Martin Williams (writer)
Quick Facts
Biography
Martin Tudor Hansford Williams (9 August 1924 Richmond, Virginia — 11 or 12 April 1992) was an American jazz critic and writer.
Education and service in the armed forces
Williams attended St. Christopher Episcopal Preparatory School, then entered the U.S. Army during World War II. After his military service during World War II, which included Battle of Iwo Jima, Williams first studied law, then literature at the University of Virginia (BA 1948), at the University of Pennsylvania (MA 1950) and at Columbia University.
Career
Williams, beginning in the early 1950s, became a prolific jazz critic, contributing articles to The Saturday Review, The New York Times, Harper's Magazine, Down Beat, and The Jazz Review, which he founded in November 1958 with Nat Hentoff, which often featured contributions by jazz musicians, including Gunther Schuller, Dick Katz, and Cecil Taylor.
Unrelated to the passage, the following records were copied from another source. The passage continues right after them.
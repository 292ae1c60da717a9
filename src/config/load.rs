use super::{default_global_config_path, ConfigError, Settings, ValidationOptions};
use std::path::Path;

pub fn load_global_settings() -> Result<Settings, ConfigError> {
    let path = default_global_config_path()?;
    load_settings_from(&path)
}

pub fn load_settings_from(path: &Path) -> Result<Settings, ConfigError> {
    let settings = Settings::from_path(path)?;
    settings.validate(ValidationOptions::default())?;
    Ok(settings)
}
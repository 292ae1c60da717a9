use crate::paths::canonical::CanonicalPath;
use crate::paths::error::AccessError;
use crate::shared::ids::BundleId;
use serde::Serialize;

/// The trusted root directories, read once from configuration and passed
/// down explicitly.
#[derive(Debug, Clone, PartialEq, Eq, Serialize)]
pub struct Roots {
    pub project_root: CanonicalPath,
    pub core_root: CanonicalPath,
    pub bundles_root: CanonicalPath,
    pub output_root: CanonicalPath,
}

impl Roots {
    pub fn new(
        project_root: &str,
        core_root: &str,
        bundles_root: &str,
        output_root: &str,
    ) -> Result<Self, AccessError> {
        Ok(Self {
            project_root: CanonicalPath::parse(project_root)?,
            core_root: CanonicalPath::parse(core_root)?,
            bundles_root: CanonicalPath::parse(bundles_root)?,
            output_root: CanonicalPath::parse(output_root)?,
        })
    }

    /// `<bundles_root>/<bundle>`, or the bundles root itself when no bundle
    /// is selected.
    pub fn bundle_root(&self, bundle: Option<&BundleId>) -> Result<CanonicalPath, AccessError> {
        match bundle {
            Some(bundle) => self.bundles_root.join_segment(bundle.as_str()),
            None => Ok(self.bundles_root.clone()),
        }
    }
}
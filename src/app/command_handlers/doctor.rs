use crate::access::BundleFs;
use crate::app::command_support::{load_settings, map_config_err};
use crate::config::{default_global_config_path, Settings};
use std::fs;
use std::path::Path;
use std::time::{SystemTime, UNIX_EPOCH};

struct Check {
    id: &'static str,
    outcome: Result<String, String>,
    remediation: &'static str,
}

#[derive(Default)]
struct DoctorReport {
    checks: Vec<Check>,
}

impl DoctorReport {
    fn record(
        &mut self,
        id: &'static str,
        outcome: Result<String, String>,
        remediation: &'static str,
    ) {
        self.checks.push(Check {
            id,
            outcome,
            remediation,
        });
    }

    fn render(&self) -> String {
        let failed = self.checks.iter().filter(|c| c.outcome.is_err()).count();
        let mut lines = vec![
            format!(
                "summary={}",
                if failed == 0 { "healthy" } else { "unhealthy" }
            ),
            format!("checks_total={}", self.checks.len()),
            format!("checks_failed={failed}"),
        ];
        for check in &self.checks {
            match &check.outcome {
                Ok(detail) => {
                    lines.push(format!("check:{}=ok", check.id));
                    lines.push(format!("check:{}.detail={detail}", check.id));
                }
                Err(detail) => {
                    lines.push(format!("check:{}=fail", check.id));
                    lines.push(format!("check:{}.detail={detail}", check.id));
                    lines.push(format!("check:{}.remediation={}", check.id, check.remediation));
                }
            }
        }
        lines.join("\n")
    }
}

fn existing_dir(path: &Path) -> Result<String, String> {
    let detail = format!("dir={}", path.display());
    if path.is_dir() {
        Ok(detail)
    } else {
        Err(detail)
    }
}

/// Writes and removes a probe file through the guarded write path.
fn probe_output_root(settings: &Settings) -> Result<String, String> {
    let bundle_fs = BundleFs::from_settings(settings).map_err(map_config_err)?;
    let output_root = &bundle_fs.roots().output_root;
    fs::create_dir_all(output_root.as_path())
        .map_err(|e| format!("failed to create {output_root}: {e}"))?;

    let nanos = SystemTime::now()
        .duration_since(UNIX_EPOCH)
        .map(|d| d.as_nanos())
        .unwrap_or(0);
    let context = bundle_fs.context(None).map_err(|e| e.to_string())?;
    let probe = bundle_fs
        .write(
            &format!("{{output-root}}/.bundlefs-doctor-{nanos}"),
            &context,
            b"ok",
        )
        .map_err(|e| e.to_string())?;
    fs::remove_file(probe.as_path()).map_err(|e| format!("failed to remove {probe}: {e}"))?;
    Ok(format!("writable={output_root}"))
}

pub fn cmd_doctor() -> Result<String, String> {
    let mut report = DoctorReport::default();
    let config_path = default_global_config_path().map_err(map_config_err)?;
    let config_detail = format!("config={}", config_path.display());
    report.record(
        "config.path",
        if config_path.exists() {
            Ok(config_detail)
        } else {
            Err(config_detail)
        },
        "create the config file or point BUNDLEFS_CONFIG at one",
    );

    let settings = load_settings();
    report.record(
        "config.parse",
        settings
            .as_ref()
            .map(|_| "settings parsed and validated".to_string())
            .map_err(|err| format!("settings load failed: {err}")),
        "fix the config file and retry `bundlefs doctor`",
    );

    if let Ok(settings) = &settings {
        report.record(
            "roots.core",
            existing_dir(&settings.resolved_core_root()),
            "create core_root or fix it in the config file",
        );
        report.record(
            "roots.bundles",
            existing_dir(&settings.resolved_bundles_root()),
            "create bundles_root or fix it in the config file",
        );
        report.record(
            "roots.output",
            probe_output_root(settings),
            "grant write permission to output_root",
        );
    }

    Ok(report.render())
}
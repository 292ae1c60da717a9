//! Lexical path normalization and the [`CanonicalPath`] newtype.
//!
//! Everything here is string-level: no filesystem access, no symlink
//! resolution. Paths are POSIX-style; a backslash is treated as a separator
//! so `a\..\b` cannot smuggle a parent segment past the checks.

use crate::paths::error::AccessError;
use serde::Serialize;
use std::fmt;
use std::path::Path;

/// Result of [`normalize_lexical`].
#[derive(Debug, Clone, PartialEq, Eq)]
pub struct Normalized {
    pub text: String,
    pub absolute: bool,
    /// A `..` segment survived normalization. `..` is never folded into its
    /// parent: its presence alone is what callers reject.
    pub has_parent_segment: bool,
}

/// Collapses separator runs, drops `.` segments and trailing separators.
pub fn normalize_lexical(raw: &str) -> Normalized {
    let unified = raw.replace('\\', "/");
    let absolute = unified.starts_with('/');
    let mut has_parent_segment = false;
    let mut segments = Vec::new();
    for segment in unified.split('/') {
        match segment {
            "" | "." => {}
            ".." => {
                has_parent_segment = true;
                segments.push(segment);
            }
            other => segments.push(other),
        }
    }

    let joined = segments.join("/");
    let text = if absolute {
        format!("/{joined}")
    } else if joined.is_empty() {
        ".".to_string()
    } else {
        joined
    };
    Normalized {
        text,
        absolute,
        has_parent_segment,
    }
}

/// Absolute, normalized, traversal-free path. The only form handed to
/// filesystem operations.
#[derive(Debug, Clone, PartialEq, Eq, PartialOrd, Ord, Hash, Serialize)]
#[serde(transparent)]
pub struct CanonicalPath(String);

impl CanonicalPath {
    /// Normalizes `raw` and rejects anything that is not absolute or still
    /// carries a `..` segment.
    pub fn parse(raw: &str) -> Result<Self, AccessError> {
        if raw.contains('\0') {
            return Err(AccessError::InvalidExpression {
                expression: raw.escape_default().to_string(),
                reason: "path contains a NUL byte".to_string(),
            });
        }
        let normalized = normalize_lexical(raw);
        if normalized.has_parent_segment {
            return Err(AccessError::PathTraversal {
                path: raw.to_string(),
            });
        }
        if !normalized.absolute {
            return Err(AccessError::NotAbsolute {
                path: raw.to_string(),
            });
        }
        Ok(Self(normalized.text))
    }

    pub fn from_path(path: &Path) -> Result<Self, AccessError> {
        let raw = path.to_str().ok_or_else(|| AccessError::InvalidExpression {
            expression: path.display().to_string(),
            reason: "path is not valid UTF-8".to_string(),
        })?;
        Self::parse(raw)
    }

    pub(crate) fn from_normalized(normalized: Normalized) -> Self {
        debug_assert!(normalized.absolute && !normalized.has_parent_segment);
        Self(normalized.text)
    }

    pub fn as_str(&self) -> &str {
        &self.0
    }

    pub fn as_path(&self) -> &Path {
        Path::new(&self.0)
    }

    /// Boundary-safe containment: equal to `root`, or below it with a
    /// separator right after the root. `/data/out-fake` is not within
    /// `/data/out`.
    pub fn is_within(&self, root: &CanonicalPath) -> bool {
        if self.0 == root.0 {
            return true;
        }
        if root.0 == "/" {
            return true;
        }
        self.0
            .strip_prefix(root.0.as_str())
            .is_some_and(|rest| rest.starts_with('/'))
    }

    /// Appends a single already-validated segment.
    pub(crate) fn join_segment(&self, segment: &str) -> Result<Self, AccessError> {
        Self::parse(&format!("{}/{}", self.0, segment))
    }
}

impl fmt::Display for CanonicalPath {
    fn fmt(&self, f: &mut fmt::Formatter<'_>) -> fmt::Result {
        self.0.fmt(f)
    }
}

impl AsRef<Path> for CanonicalPath {
    fn as_ref(&self) -> &Path {
        self.as_path()
    }
}

impl AsRef<str> for CanonicalPath {
    fn as_ref(&self) -> &str {
        self.as_str()
    }
}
The Jazz Review also featured contributions by other notable people, including Sheldon Mayer and Dan Morgenstern.
Williams authored many books on jazz, a collection of sixteen essays, profiling jazz musicians, in a book titled The Jazz Tradition. From 1971 to 1981 Williams headed the jazz and "American Culture Program" at the Smithsonian Institution in Washington D.C., where, in 1973, he compiled and wrote liner notes for The Smithsonian Collection of Classic Jazz. In 1983, he Gunther Schuller, and the Smithsonian — in collaboration with RCA Records — produced Big Band Jazz. With animation historian Michael Barrier, Williams co-edited A Smithsonian Book of Comic-Book Comics (1982).